I liked Hunt for the Wilderpeople. It’s about an older couple in New Zealand who foster a tough kid, and the old lady dies, and to avoid having the kid go back into the system because there’s no mum around, the old man and the kid take off into the bush. Sam Neil is quite good as the irascible old guy. I think my favorite scene is when foster care shows up at the couple’s place, and the tough lady cop says she has to inspect the premises. She looks around for 30 seconds and says, “yep, you’ll do”.
On Friday, I had the last of the face-to-face meetings for my how to teach good online class, then came home, bought catfood and went to the library, and then headed out to the far east side for the WI Library association literary awards committee meeting. Then out to Sundance for my first real shifts of the Fest, from 5:00 to 9:00. Our next movie was I Promise You Anarchy, a pretty grim view of skateboard kids in Mexico City.
On Saturday we biked to the first outdoor farmer’s market, and of course it was gorgeous and sunny for sitting in movies all day. Not much to buy at the market, but nice to walk around. We drank coffee from Colectivo and ate a cherry Danish and chocolate croissant from L’Etoile for breakfast while we were sitting on a stone wall on the walkway to the Capitol, in the sun. I worked a shift at the Marquee Room at Union South, and the two films playing there I kind of wish I’d seen: Valley of Love and Nothing Lasts Forever, from 1984, with Bull Murray.

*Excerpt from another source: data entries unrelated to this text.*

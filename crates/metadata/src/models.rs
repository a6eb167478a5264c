//! Database models mapping to the collection schema.

use sqlx::FromRow;
use time::OffsetDateTime;
use uuid::Uuid;

// =============================================================================
// Geographic taxonomy
// =============================================================================

/// Country record.
#[derive(Debug, Clone, FromRow)]
pub struct CountryRow {
    pub country_id: Uuid,
    pub country_name: String,
    pub created_at: OffsetDateTime,
}

/// Region record, scoped to a country (e.g. Islay within Scotland).
#[derive(Debug, Clone, FromRow)]
pub struct RegionRow {
    pub region_id: Uuid,
    pub country_id: Uuid,
    pub region_name: String,
    pub created_at: OffsetDateTime,
}

// =============================================================================
// Brands
// =============================================================================

/// Independent bottler / brand record.
#[derive(Debug, Clone, FromRow)]
pub struct BrandRow {
    pub brand_id: Uuid,
    pub brand_name: String,
    pub created_at: OffsetDateTime,
    pub updated_at: OffsetDateTime,
}

// =============================================================================
// Distilleries
// =============================================================================

/// Distillery record.
#[derive(Debug, Clone, FromRow)]
pub struct DistilleryRow {
    pub distillery_id: Uuid,
    /// Display name, unique case-insensitively.
    pub distillery_name: String,
    pub country_id: Uuid,
    pub region_id: Option<Uuid>,
    pub founded_year: Option<i64>,
    pub is_active: bool,
    pub created_at: OffsetDateTime,
    pub updated_at: OffsetDateTime,
}

/// Projection of a distillery's searchable name, used to build the
/// in-memory name index without pulling full rows.
#[derive(Debug, Clone, FromRow)]
pub struct DistilleryNameRow {
    pub distillery_id: Uuid,
    pub distillery_name: String,
}

// =============================================================================
// Bottles
// =============================================================================

/// Whisky bottle record.
#[derive(Debug, Clone, FromRow)]
pub struct BottleRow {
    pub bottle_id: Uuid,
    pub bottle_name: String,
    pub distillery_id: Uuid,
    pub brand_id: Option<Uuid>,
    pub age_years: Option<i64>,
    /// Alcohol by volume in percent (e.g. 46.3).
    pub abv: Option<f64>,
    pub volume_cl: Option<i64>,
    pub bottled_year: Option<i64>,
    pub notes: Option<String>,
    /// Personal rating, 0-100.
    pub rating: Option<i64>,
    pub created_at: OffsetDateTime,
    pub updated_at: OffsetDateTime,
}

Two more movies and a work shift back at Sundance wrapped up Saturday. John From, with a charming young actress as 15-year-old Rita, but I thought it was just generally kind of weird – tropical superstition taking over a a town in Portugal. And, Tale of Tales, beautifully filmed, and beautiful costumes, with every fairytale cliche imaginable. The barren and jealous and beautiful Queen, old women miraculously made young, the princess carried off by an ogre ….
And, since I am saving Sunday for its own post, that leaves our last film of the Fest, on Thursday, Sunset Song, based on the novel of the same name by Lewis Grassic Gibbon. It was another one that was so pretty we didn’t want to stop watching, but it was terribly slow. And it had the kiss of death for a movie based on a book – lots of voice over readings from the book, to try to explain things. But somehow, despite the narration, the characters’ actions never really seemed to make sense, and the unnecessary for an English-speaking audience subtitles for the Scottish accents were beyond annoying.
The End.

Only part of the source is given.